# Documentation

Mathlib.Topology.Algebra.UniformConvergence

# Algebraic facts about the topology of uniform convergence #

This file contains algebraic compatibility results about the uniform structure of uniform convergence / 𝔖-convergence. They will mostly be useful for defining strong topologies on the space of continuous linear maps between two topological vector spaces.

## Main statements #

• UniformFun.uniform_group : if G is a uniform group, then α →ᵤ G a uniform group
• UniformOnFun.uniform_group : if G is a uniform group, then for any 𝔖 : Set (Set α), α →ᵤ[𝔖] G a uniform group.
• UniformOnFun.continuousSMul_induced_of_image_bounded : let E be a TVS, 𝔖 : Set (Set α) and H a submodule of α →ᵤ[𝔖] E. If the image of any S ∈ 𝔖 by any u ∈ H is bounded (in the sense of Bornology.IsVonNBounded), then H, equipped with the topology induced from α →ᵤ[𝔖] E, is a TVS.

## Implementation notes #

Like in Topology/UniformSpace/UniformConvergenceTopology, we use the type aliases UniformFun (denoted α →ᵤ β) and UniformOnFun (denoted α →ᵤ[𝔖] β) for functions from α to β endowed with the structures of uniform convergence and 𝔖-convergence.

## TODO #

• UniformOnFun.continuousSMul_induced_of_image_bounded unnecessarily asks for 𝔖 to be nonempty and directed.
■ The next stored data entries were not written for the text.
//! Seekable key-value sources
//!
//! Every compiled leaf owns its own cursor. A [`SourceFactory`] hands out
//! cursors that share the underlying data but never share position.

use std::collections::BTreeMap;
use std::fmt;
use std::ops::Bound;
use std::sync::Arc;

use super::key::{Key, KeyRange, RecordRange};

/// A cursor over sorted key-value pairs
pub trait KeyValueSource: Send + fmt::Debug {
    /// Positions the cursor at the first key of the range
    fn seek(&mut self, range: &KeyRange);

    /// Current key, or `None` once the range is exhausted
    fn top_key(&self) -> Option<&Key>;

    fn top_value(&self) -> Option<&[u8]>;

    fn advance(&mut self);

    fn has_top(&self) -> bool {
        self.top_key().is_some()
    }

    /// An independent cursor over the same data
    fn deep_copy(&self) -> Box<dyn KeyValueSource>;
}

/// Hands out isolated cursors to compiled leaves
pub trait SourceFactory: Send + Sync + fmt::Debug {
    fn deep_copy(&self) -> Box<dyn KeyValueSource>;
}

/// In-memory sorted key-value data with its own cursor
#[derive(Debug, Clone, Default)]
pub struct InMemorySource {
    entries: Arc<BTreeMap<Key, Vec<u8>>>,
    range: Option<KeyRange>,
    top: Option<Key>,
}

impl InMemorySource {
    pub fn new(entries: BTreeMap<Key, Vec<u8>>) -> Self {
        Self {
            entries: Arc::new(entries),
            range: None,
            top: None,
        }
    }

    pub fn builder() -> InMemorySourceBuilder {
        InMemorySourceBuilder::default()
    }

    pub fn len(&self) -> usize {
        self.entries.len()
    }

    pub fn is_empty(&self) -> bool {
        self.entries.is_empty()
    }

    fn locate(&self, from: Bound<&Key>) -> Option<Key> {
        let range = self.range.as_ref()?;
        self.entries
            .range((from, Bound::Unbounded))
            .next()
            .map(|(key, _)| key)
            .filter(|key| range.is_before_end(key))
            .cloned()
    }
}

impl KeyValueSource for InMemorySource {
    fn seek(&mut self, range: &KeyRange) {
        self.range = Some(range.clone());
        let from = if range.start_inclusive {
            Bound::Included(&range.start)
        } else {
            Bound::Excluded(&range.start)
        };
        self.top = self.locate(from);
    }

    fn top_key(&self) -> Option<&Key> {
        self.top.as_ref()
    }

    fn top_value(&self) -> Option<&[u8]> {
        self.top
            .as_ref()
            .and_then(|key| self.entries.get(key))
            .map(Vec::as_slice)
    }

    fn advance(&mut self) {
        if let Some(current) = self.top.take() {
            self.top = self.locate(Bound::Excluded(&current));
        }
    }

    fn deep_copy(&self) -> Box<dyn KeyValueSource> {
        Box::new(Self {
            entries: Arc::clone(&self.entries),
            range: None,
            top: None,
        })
    }
}

impl SourceFactory for InMemorySource {
    fn deep_copy(&self) -> Box<dyn KeyValueSource> {
        KeyValueSource::deep_copy(self)
    }
}

/// Builds an [`InMemorySource`] from record-level index entries
#[derive(Debug, Default)]
pub struct InMemorySourceBuilder {
    entries: BTreeMap<Key, Vec<u8>>,
}

impl InMemorySourceBuilder {
    pub fn entry(mut self, key: Key, value: impl Into<Vec<u8>>) -> Self {
        self.entries.insert(key, value.into());
        self
    }

    /// Adds a field index entry for a record
    pub fn field_index(self, record: &RecordRange, field: &str, value: &str, timestamp: i64) -> Self {
        let key = record.field_index_key(field, value, timestamp);
        self.entry(key, Vec::new())
    }

    /// Adds a term frequency entry for a record
    pub fn term_frequency(self, record: &RecordRange, field: &str, value: &str, timestamp: i64) -> Self {
        let key = record.term_frequency_key(field, value, timestamp);
        self.entry(key, Vec::new())
    }

    /// Adds both index entries for an indexed term frequency value
    pub fn indexed_term(self, record: &RecordRange, field: &str, value: &str, timestamp: i64) -> Self {
        self.field_index(record, field, value, timestamp)
            .term_frequency(record, field, value, timestamp)
    }

    pub fn build(self) -> InMemorySource {
        InMemorySource::new(self.entries)
    }
}

#[cfg(test)]
mod tests {
    use super::*;

    fn source() -> InMemorySource {
        InMemorySource::builder()
            .entry(Key::new("r", "cf", "a", 1), b"1".to_vec())
            .entry(Key::new("r", "cf", "b", 1), b"2".to_vec())
            .entry(Key::new("r", "cf", "c", 1), b"3".to_vec())
            .entry(Key::new("r", "cf", "d", 1), b"4".to_vec())
            .build()
    }

    fn scan(source: &mut dyn KeyValueSource, range: &KeyRange) -> Vec<String> {
        source.seek(range);
        let mut out = Vec::new();
        while let Some(key) = source.top_key() {
            out.push(key.column_qualifier.clone());
            source.advance();
        }
        out
    }

    #[test]
    fn test_seek_and_advance() {
        let mut src = source();
        let range = KeyRange::qualifiers("r", "cf", "b", "d");
        assert_eq!(scan(&mut src, &range), vec!["b", "c"]);
    }

    #[test]
    fn test_top_value() {
        let mut src = source();
        src.seek(&KeyRange::qualifiers("r", "cf", "c", "z"));
        assert_eq!(src.top_value(), Some(&b"3"[..]));
    }

    #[test]
    fn test_exclusive_start() {
        let mut src = source();
        let range = KeyRange::new(Key::new("r", "cf", "a", 1), false, Key::first_of("r", "cf", "c"), false);
        assert_eq!(scan(&mut src, &range), vec!["b"]);
    }

    #[test]
    fn test_deep_copy_has_independent_cursor() {
        let mut src = source();
        src.seek(&KeyRange::qualifiers("r", "cf", "a", "z"));
        src.advance();

        let mut copy = KeyValueSource::deep_copy(&src);
        assert!(!copy.has_top());
        copy.seek(&KeyRange::qualifiers("r", "cf", "a", "z"));
        assert_eq!(copy.top_key().map(|k| k.column_qualifier.as_str()), Some("a"));
        assert_eq!(src.top_key().map(|k| k.column_qualifier.as_str()), Some("b"));
    }

    #[test]
    fn test_empty_range() {
        let mut src = source();
        assert!(scan(&mut src, &KeyRange::qualifiers("r", "cf", "x", "z")).is_empty());
        assert!(scan(&mut src, &KeyRange::qualifiers("other", "cf", "a", "z")).is_empty());
    }
}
This will be easy to solve once we know that replacing 𝔖 by its noncovering bornology (i.e not what Bornology currently refers to in mathlib) doesn't change the topology.
• [N. Bourbaki, General Topology, Chapter X][bourbaki1966]
• [N. Bourbaki, Topological Vector Spaces][bourbaki1987]

## Tags #

uniform convergence, strong dual